目薬を挿すと、香りがする。とくにサンテFXは、かすかに墨汁を思い出すような香りがよくわかる。鼻から嗅いでないのに、顔の奥から外側へと、香りが抜けてくる感じ。目も鼻も耳も口も、内部でつながっているのがわかる。ハナノアという鼻孔内洗浄液があるけど、あれを使うとき鼻の孔に容器を突っ込んで液体を注ぎ入れて、顔を傾けると片方の鼻から液体が出てくる。しかし顔の角度や呼吸の案配等、多少経験を積まないと上手くいかず、油断すると鼻から飲んだみたいに喉の奥へ行ってしまうし、その液体が目や耳の奥にまで浸潤した感触も感じる。ずいぶん後になってからその液体の香りが、ふわっと鼻孔内に感じられたりもする。

部品とか機能の一部が少しずつダメになっていうというのが老朽化ということで、自らの崩落過程をリアルタイムで観察し続けるのが、中高年的な感覚ということだ。とはいえ、子供の頃より現在の方がよほど状態の良い部位も、ないことはない。僕はアレルギー性鼻炎だの喘息だのアトピーだの、昔はとにかく体の弱い子供で、鼻はいつも調子が悪かったので、もともと香りには鈍感だったはずだが、十年ほど前からずいぶん安定して、鼻炎の症状で悩まされる回数は極端に減ったし、花粉症の季節でもほとんど意識せずに過ごしている。アトピーも喘息も小児時代を過ぎて以降、久しく無縁である。

ただし視力は、昔とくらべたら相当悪くなったと如実に感じる。視力に不足を感じるなんて、生まれてこの方一度もなく、ただし免許更新の際に視力検査がいつもギリギリでヒヤヒヤするので、そのためだけにメガネは所持していたのだけれども、最近はそのメガネを持ち歩かないとさすがにヤバくなってきた。今やメガネ無しで映画や展覧会に行くのはかなりキツイ。ふだんの生活のなかでも、あー見えてないなあ、と思うことがしばしばある。少し薄暗い場所とか、お店の黒板メニューとか、駅の表示パネルとか、きちんと目が動いてなくて、露出もピントも甘い、というのを実感するようになった。
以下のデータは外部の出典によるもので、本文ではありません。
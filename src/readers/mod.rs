//! # Reader Variants
//!
//! One reader decodes one field of a serialized record. Readers compose: a
//! sequence reader owns an element reader, a map reader owns a key and a
//! value reader, wrappers own the reader for their body. The recursion
//! protocol has three entry points:
//!
//! | Entry point | Used for |
//! |-------------|----------|
//! | `read` | one occurrence of the field, headers included |
//! | `read_count` | `n` occurrences back to back; header-carrying variants consume their header once, not `n` times (memberwise layouts, fixed c-style arrays) |
//! | `read_until` | as many occurrences as fit before an absolute end position (unsized c-style arrays) |
//!
//! A negative `read_count` is the "unknown count, header-delimited" sentinel:
//! the variant reads its own byte-count header and consumes bodies until the
//! counted region ends. Only variants constructed `with_header` can honor it.
//!
//! Built-ins form the closed [`Reader`] sum; externally supplied readers
//! implement [`ElementRead`] and slot in through [`Reader::custom`]. The
//! recursion only ever sees the shared capability surface.

use eyre::{ensure, Result};

use crate::buffer::EventBuffer;
use crate::payload::Payload;

mod carray;
mod empty;
mod primitive;
mod stl;
mod string;
mod tarray;
mod tobject;
mod wrap;

#[cfg(test)]
mod tests;

pub use carray::CArrayReader;
pub use empty::EmptyReader;
pub use primitive::PrimitiveReader;
pub use stl::{MapLayout, StlMapReader, StlSeqReader};
pub use string::{StlStringReader, TStringReader};
pub use tarray::TArrayReader;
pub use tobject::TObjectReader;
pub use wrap::{ClassBodyReader, GroupReader, NBytesVersionReader, ObjectHeaderReader};

use crate::payload::PrimitiveKind;

/// Capability surface shared by every reader variant.
pub trait ElementRead {
    /// Debug label, used verbatim in errors and traces.
    fn name(&self) -> &str;

    /// Decode exactly one occurrence of this field from the cursor.
    fn read(&mut self, buffer: &mut EventBuffer<'_>) -> Result<()>;

    /// Decode `count` occurrences back to back, returning how many were
    /// consumed. Negative counts are the header-delimited sentinel and are
    /// only meaningful to variants that own a byte-count header; the default
    /// rejects them and otherwise loops `read`.
    fn read_count(&mut self, buffer: &mut EventBuffer<'_>, count: i64) -> Result<u32> {
        ensure!(
            count >= 0,
            "{}: negative element count requires a byte-count header",
            self.name()
        );
        for _ in 0..count {
            self.read(buffer)?;
        }
        Ok(count as u32)
    }

    /// Decode occurrences until the cursor reaches the absolute position
    /// `end`, returning how many were consumed.
    fn read_until(&mut self, buffer: &mut EventBuffer<'_>, end: usize) -> Result<u32> {
        let mut consumed = 0;
        while buffer.position() < end {
            self.read(buffer)?;
            consumed += 1;
        }
        Ok(consumed)
    }

    /// Surrender the accumulated sinks.
    fn finish(&mut self) -> Payload;
}

/// The closed set of built-in readers, plus an escape hatch for externally
/// supplied implementations. Built-ins dispatch statically; custom readers
/// go through the trait object. Composition always stores `Reader`, so a
/// custom reader can sit anywhere a built-in can.
pub enum Reader {
    Primitive(PrimitiveReader),
    TObject(TObjectReader),
    TString(TStringReader),
    StlString(StlStringReader),
    StlSeq(StlSeqReader),
    StlMap(StlMapReader),
    TArray(TArrayReader),
    NBytesVersion(NBytesVersionReader),
    ObjectHeader(ObjectHeaderReader),
    Group(GroupReader),
    ClassBody(ClassBodyReader),
    CArray(CArrayReader),
    Empty(EmptyReader),
    Custom(Box<dyn ElementRead>),
}

impl Reader {
    pub fn primitive(name: impl Into<String>, kind: PrimitiveKind) -> Reader {
        Reader::Primitive(PrimitiveReader::new(name, kind))
    }

    pub fn tobject(name: impl Into<String>, retain: bool) -> Reader {
        Reader::TObject(TObjectReader::new(name, retain))
    }

    pub fn tstring(name: impl Into<String>) -> Reader {
        Reader::TString(TStringReader::new(name))
    }

    pub fn stl_string(name: impl Into<String>, with_header: bool) -> Reader {
        Reader::StlString(StlStringReader::new(name, with_header))
    }

    pub fn stl_sequence(name: impl Into<String>, with_header: bool, element: Reader) -> Reader {
        Reader::StlSeq(StlSeqReader::new(name, with_header, element))
    }

    pub fn stl_map(
        name: impl Into<String>,
        with_header: bool,
        layout: MapLayout,
        key: Reader,
        value: Reader,
    ) -> Reader {
        Reader::StlMap(StlMapReader::new(name, with_header, layout, key, value))
    }

    pub fn tarray(name: impl Into<String>, kind: PrimitiveKind) -> Reader {
        Reader::TArray(TArrayReader::new(name, kind))
    }

    pub fn nbytes_version(name: impl Into<String>, element: Reader) -> Reader {
        Reader::NBytesVersion(NBytesVersionReader::new(name, element))
    }

    pub fn object_header(name: impl Into<String>, element: Reader) -> Reader {
        Reader::ObjectHeader(ObjectHeaderReader::new(name, element))
    }

    pub fn group(name: impl Into<String>, members: impl IntoIterator<Item = Reader>) -> Reader {
        Reader::Group(GroupReader::new(name, members))
    }

    pub fn class_body(
        name: impl Into<String>,
        members: impl IntoIterator<Item = Reader>,
    ) -> Reader {
        Reader::ClassBody(ClassBodyReader::new(name, members))
    }

    pub fn c_array(name: impl Into<String>, flat_size: i64, element: Reader) -> Reader {
        Reader::CArray(CArrayReader::new(name, flat_size, element))
    }

    pub fn empty(name: impl Into<String>) -> Reader {
        Reader::Empty(EmptyReader::new(name))
    }

    pub fn custom(reader: impl ElementRead + 'static) -> Reader {
        Reader::Custom(Box::new(reader))
    }
}

impl ElementRead for Reader {
    fn name(&self) -> &str {
        match self {
            Reader::Primitive(r) => r.name(),
            Reader::TObject(r) => r.name(),
            Reader::TString(r) => r.name(),
            Reader::StlString(r) => r.name(),
            Reader::StlSeq(r) => r.name(),
            Reader::StlMap(r) => r.name(),
            Reader::TArray(r) => r.name(),
            Reader::NBytesVersion(r) => r.name(),
            Reader::ObjectHeader(r) => r.name(),
            Reader::Group(r) => r.name(),
            Reader::ClassBody(r) => r.name(),
            Reader::CArray(r) => r.name(),
            Reader::Empty(r) => r.name(),
            Reader::Custom(r) => r.name(),
        }
    }

    fn read(&mut self, buffer: &mut EventBuffer<'_>) -> Result<()> {
        match self {
            Reader::Primitive(r) => r.read(buffer),
            Reader::TObject(r) => r.read(buffer),
            Reader::TString(r) => r.read(buffer),
            Reader::StlString(r) => r.read(buffer),
            Reader::StlSeq(r) => r.read(buffer),
            Reader::StlMap(r) => r.read(buffer),
            Reader::TArray(r) => r.read(buffer),
            Reader::NBytesVersion(r) => r.read(buffer),
            Reader::ObjectHeader(r) => r.read(buffer),
            Reader::Group(r) => r.read(buffer),
            Reader::ClassBody(r) => r.read(buffer),
            Reader::CArray(r) => r.read(buffer),
            Reader::Empty(r) => r.read(buffer),
            Reader::Custom(r) => r.read(buffer),
        }
    }

    fn read_count(&mut self, buffer: &mut EventBuffer<'_>, count: i64) -> Result<u32> {
        match self {
            Reader::Primitive(r) => r.read_count(buffer, count),
            Reader::TObject(r) => r.read_count(buffer, count),
            Reader::TString(r) => r.read_count(buffer, count),
            Reader::StlString(r) => r.read_count(buffer, count),
            Reader::StlSeq(r) => r.read_count(buffer, count),
            Reader::StlMap(r) => r.read_count(buffer, count),
            Reader::TArray(r) => r.read_count(buffer, count),
            Reader::NBytesVersion(r) => r.read_count(buffer, count),
            Reader::ObjectHeader(r) => r.read_count(buffer, count),
            Reader::Group(r) => r.read_count(buffer, count),
            Reader::ClassBody(r) => r.read_count(buffer, count),
            Reader::CArray(r) => r.read_count(buffer, count),
            Reader::Empty(r) => r.read_count(buffer, count),
            Reader::Custom(r) => r.read_count(buffer, count),
        }
    }

    fn read_until(&mut self, buffer: &mut EventBuffer<'_>, end: usize) -> Result<u32> {
        match self {
            Reader::Primitive(r) => r.read_until(buffer, end),
            Reader::TObject(r) => r.read_until(buffer, end),
            Reader::TString(r) => r.read_until(buffer, end),
            Reader::StlString(r) => r.read_until(buffer, end),
            Reader::StlSeq(r) => r.read_until(buffer, end),
            Reader::StlMap(r) => r.read_until(buffer, end),
            Reader::TArray(r) => r.read_until(buffer, end),
            Reader::NBytesVersion(r) => r.read_until(buffer, end),
            Reader::ObjectHeader(r) => r.read_until(buffer, end),
            Reader::Group(r) => r.read_until(buffer, end),
            Reader::ClassBody(r) => r.read_until(buffer, end),
            Reader::CArray(r) => r.read_until(buffer, end),
            Reader::Empty(r) => r.read_until(buffer, end),
            Reader::Custom(r) => r.read_until(buffer, end),
        }
    }

    fn finish(&mut self) -> Payload {
        match self {
            Reader::Primitive(r) => r.finish(),
            Reader::TObject(r) => r.finish(),
            Reader::TString(r) => r.finish(),
            Reader::StlString(r) => r.finish(),
            Reader::StlSeq(r) => r.finish(),
            Reader::StlMap(r) => r.finish(),
            Reader::TArray(r) => r.finish(),
            Reader::NBytesVersion(r) => r.finish(),
            Reader::ObjectHeader(r) => r.finish(),
            Reader::Group(r) => r.finish(),
            Reader::ClassBody(r) => r.finish(),
            Reader::CArray(r) => r.finish(),
            Reader::Empty(r) => r.finish(),
            Reader::Custom(r) => r.finish(),
        }
    }
}

impl std::fmt::Debug for Reader {
    fn fmt(&self, f: &mut std::fmt::Formatter<'_>) -> std::fmt::Result {
        let variant = match self {
            Reader::Primitive(_) => "Primitive",
            Reader::TObject(_) => "TObject",
            Reader::TString(_) => "TString",
            Reader::StlString(_) => "StlString",
            Reader::StlSeq(_) => "StlSeq",
            Reader::StlMap(_) => "StlMap",
            Reader::TArray(_) => "TArray",
            Reader::NBytesVersion(_) => "NBytesVersion",
            Reader::ObjectHeader(_) => "ObjectHeader",
            Reader::Group(_) => "Group",
            Reader::ClassBody(_) => "ClassBody",
            Reader::CArray(_) => "CArray",
            Reader::Empty(_) => "Empty",
            Reader::Custom(_) => "Custom",
        };
        f.debug_struct("Reader")
            .field("variant", &variant)
            .field("name", &self.name())
            .finish()
    }
}

/// Last value of an offsets vector. Offsets vectors are seeded with a
/// leading 0, so this is total element count so far.
pub(crate) fn last_offset(offsets: &[u32]) -> u32 {
    offsets.last().copied().unwrap_or(0)
}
嗅覚や聴覚や味覚とくらべると、視覚はその感覚を感受する身体機関(眼球)がもっとも大掛かりな感じで外部露出しているので、この機械の調子が悪くなれば感覚も減衰するというのが、ひじょうにわかりやすいように思う。鼓膜はスピーカーのコーン紙みたいなものだろうし、舌はよくわからないけど、あれは感覚と欲望が密接に結びついてる感じがする。美味しさというのは脳がそう感じろと指示しているのだろう、まさか舌という一機関が独自に判断しているわけではあるまい。まあそんなことを言い出したら、視覚も聴覚も、脳がそのように解釈せよとの指示に基づいて各機関が稼働しているだけなのだろうが。

感覚を受ける欲望が元のままなのに、機能が衰えるのだとしたら、それは辛いし面白くないことだろうけど、欲望も機能も非同期で勝手に減衰していくのだとしたら、年齢を経るとともに世界の感じ方が逐一変化していくことになるので、それ自体は面白いことなのかもしれないけど、そういうことを面白いとか思う根拠自体もおとろえていくのだろう。そして今の感覚よりも、かつての感覚の記憶の方が、認識の割合として多くなっていく。

とはいえ、そんな何もかもがキレイに減っていくような感じに変化するだろうか。そんな上手いこと行かない気もする。むしろ昔よりも生々しくギラギラと、実も蓋もなくあさましく愚鈍な状態が続くのかもしれない。というか、べつに何も変わらないのかもしれない。そうそう簡単に変わるものではないということを知って、うんざりするのかもしれない。